Cool weather recipes happen to be a favorite of mine. While a bit heavy for early fall, I just love this recipe I am sharing for sesame cookies, from my book, The Everyday Ayurveda Cookbook. Save these for October, when the weather gets cold and the digestive fires are burning bright.
I like my treats to be real food- sweet tasting but also nutritive and filling. I also don’t like to eat refined flours, so these cookies use almond flour. The sesame seed gives us sesame oil, often used in Ayurveda for internal as well as external applications, and sesame butter, or tahini. Sesame is a rainy-season crop, revered in Ayurveda for its ability to protect and replenish our vital nutritive juices. In India, sesame is often used for making sweets in the winter season and for devotional festivals. Sesame is special because it contains an unusual trio of tastes: bitter, pungent, and sweet. Its naturally balanced composition of heating, cooling, and building qualities makes it a tonic for increasing strength and immunity. Note: This cookie should retain a chewy inside.
makes 2 dozen
- 1 cup sesame tahini
- 1/4 cup almond flour
- 1/3 cup maple syrup
- 1/2 tsp pure vanilla extract
- 1 tsp cinnamon 1 tsp ginger powder
- 1/4 tsp salt
- 1/2 tsp baking soda
- 1 egg, whisked
- 2 tsp sesame seeds, plus extra for decoration
Preheat oven to 350 degrees. Prepare 2 baking sheets by lightly greasing with ghee or coconut oil or else lining with parchment paper.

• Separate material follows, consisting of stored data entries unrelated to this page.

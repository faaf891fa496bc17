//
//   This Source Code Form is subject to the terms of the Mozilla Public
//   License, v. 2.0. If a copy of the MPL was not distributed with this
//   file, You can obtain one at http://mozilla.org/MPL/2.0/.
//

use super::errors::DecodeError;

#[derive(Debug, Clone, Copy, PartialEq, Eq, PartialOrd, Ord, Hash)]
pub enum QualityOfService {
    AtMostOnce,
    AtLeastOnce,
    ExactlyOnce,
}

impl QualityOfService {
    pub fn from_byte(byte: u8) -> Result<QualityOfService, DecodeError> {
        match byte {
            0b00 => Ok(QualityOfService::AtMostOnce),
            0b01 => Ok(QualityOfService::AtLeastOnce),
            0b10 => Ok(QualityOfService::ExactlyOnce),
            invalid => Err(DecodeError::InvalidQualityOfService(invalid)),
        }
    }

    pub fn to_byte(self) -> u8 {
        match self {
            QualityOfService::AtMostOnce => 0b00,
            QualityOfService::AtLeastOnce => 0b01,
            QualityOfService::ExactlyOnce => 0b10,
        }
    }
}
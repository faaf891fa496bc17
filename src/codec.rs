//
//   This Source Code Form is subject to the terms of the Mozilla Public
//   License, v. 2.0. If a copy of the MPL was not distributed with this
//   file, You can obtain one at http://mozilla.org/MPL/2.0/.
//

use mqtt_wire::v3::errors::DecodeError;
use tokio_util::bytes::BytesMut;
use tokio_util::codec::{Decoder, Encoder};

use crate::error::MqttError;
use crate::packet::MqttPacket;

#[derive(Debug, thiserror::Error)]
pub enum MqttPacketCodecError {
    #[error("A codec error")]
    Io(#[from] std::io::Error),

    #[error("The received bytes do not form a valid fixed header")]
    MalformedHeader,

    #[error("The received bytes do not form a valid packet")]
    MalformedPacket,

    #[error("The received remaining length exceeds the protocol maximum")]
    RemainingLengthExceeded,
}

pub(crate) struct MqttPacketCodec;

impl Decoder for MqttPacketCodec {
    type Item = MqttPacket;

    type Error = MqttPacketCodecError;

    fn decode(&mut self, src: &mut BytesMut) -> Result<Option<Self::Item>, Self::Error> {
        if src.is_empty() {
            return Ok(None);
        }

        // 1. byte: packet type and flags
        // 2.-5. byte: remaining length
        let (header_len, packet_type, remaining_length) =
            match mqtt_wire::v3::header::fixed_header(&src[..]) {
                Ok((rest, header)) => (
                    src.len() - rest.len(),
                    header.packet_type,
                    header.remaining_length as usize,
                ),
                Err(nom::Err::Incomplete(_)) => {
                    src.reserve(1);
                    return Ok(None);
                }
                Err(nom::Err::Error(error)) | Err(nom::Err::Failure(error)) => {
                    return Err(
                        if matches!(error.cause, Some(DecodeError::RemainingLengthTooLarge)) {
                            MqttPacketCodecError::RemainingLengthExceeded
                        } else {
                            MqttPacketCodecError::MalformedHeader
                        },
                    );
                }
            };

        let total_packet_length = header_len + remaining_length;

        if src.len() < total_packet_length {
            src.reserve(total_packet_length - src.len());
            return Ok(None);
        }

        let buffer = src.split_to(total_packet_length).freeze();
        let packet = MqttPacket::from_encoded(packet_type, buffer);

        // Validate the whole body now so handlers never see malformed
        // data; the specific failure kind survives for observers.
        if let Err(error) = packet.get() {
            return Err(match error {
                MqttError::InvalidPayloadSize => MqttPacketCodecError::RemainingLengthExceeded,
                MqttError::InvalidHeader => MqttPacketCodecError::MalformedHeader,
                _ => MqttPacketCodecError::MalformedPacket,
            });
        }

        Ok(Some(packet))
    }
}

impl Encoder<MqttPacket> for MqttPacketCodec {
    type Error = MqttPacketCodecError;

    fn encode(&mut self, packet: MqttPacket, dst: &mut BytesMut) -> Result<(), Self::Error> {
        dst.extend_from_slice(packet.as_bytes());
        Ok(())
    }
}
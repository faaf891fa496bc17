//
//   This Source Code Form is subject to the terms of the Mozilla Public
//   License, v. 2.0. If a copy of the MPL was not distributed with this
//   file, You can obtain one at http://mozilla.org/MPL/2.0/.
//

use mqtt_wire::v3::version::ProtocolVersion;

/// MQTT 3.1 brokers are only required to accept identifiers of up to 23
/// bytes; 3.1.1 raises the limit to the string maximum.
const V3_1_MAXIMUM_LENGTH: usize = 23;

#[derive(Clone, PartialEq, Eq, Hash)]
pub struct ClientIdentifier(String);

impl ClientIdentifier {
    pub fn new(
        value: impl Into<String>,
        version: ProtocolVersion,
    ) -> Result<ClientIdentifier, ClientIdentifierError> {
        let value = value.into();

        if value.is_empty() {
            return Err(ClientIdentifierError::Empty);
        }

        let maximum = match version {
            ProtocolVersion::V3_1 => V3_1_MAXIMUM_LENGTH,
            ProtocolVersion::V3_1_1 => u16::MAX as usize,
        };
        if value.len() > maximum {
            return Err(ClientIdentifierError::TooLong {
                length: value.len(),
                maximum,
            });
        }

        Ok(ClientIdentifier(value))
    }

    pub fn as_str(&self) -> &str {
        &self.0
    }
}

impl std::fmt::Debug for ClientIdentifier {
    fn fmt(&self, f: &mut std::fmt::Formatter<'_>) -> std::fmt::Result {
        self.0.fmt(f)
    }
}

#[derive(Debug, Clone, PartialEq, Eq, thiserror::Error)]
pub enum ClientIdentifierError {
    #[error("A client identifier must not be empty")]
    Empty,
    #[error("A client identifier of {length} bytes exceeds the broker limit of {maximum}")]
    TooLong { length: usize, maximum: usize },
}

#[cfg(test)]
mod tests {
    use mqtt_wire::v3::version::ProtocolVersion;

    use super::{ClientIdentifier, ClientIdentifierError};

    #[test]
    fn check_empty_identifier_rejected() {
        assert_eq!(
            ClientIdentifier::new("", ProtocolVersion::V3_1_1).unwrap_err(),
            ClientIdentifierError::Empty
        );
    }

    #[test]
    fn check_v3_1_length_limit() {
        let long = "x".repeat(24);

        ClientIdentifier::new(long.clone(), ProtocolVersion::V3_1).unwrap_err();
        ClientIdentifier::new(long, ProtocolVersion::V3_1_1).unwrap();
    }
}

In a medium mixing bowl, mix the ingredients together in the order listed. If the batter is too runny to shape, put it in the fridge for 5–10 minutes (but batter that’s a little runny bakes nicely). Shape batter into tablespoon-size balls or drop with a spoon onto the prepared cookie sheets. Leave a few inches between the balls, as they will puff up when they bake. Lightly press down on the balls with a fork. Sprinkle tops with extra sesame seeds. Bake for 10–12 minutes, until they are firm enough to touch without your finger sticking.
Let them cool completely before removing from baking sheets and serving. Puffs will be soft when you eat them.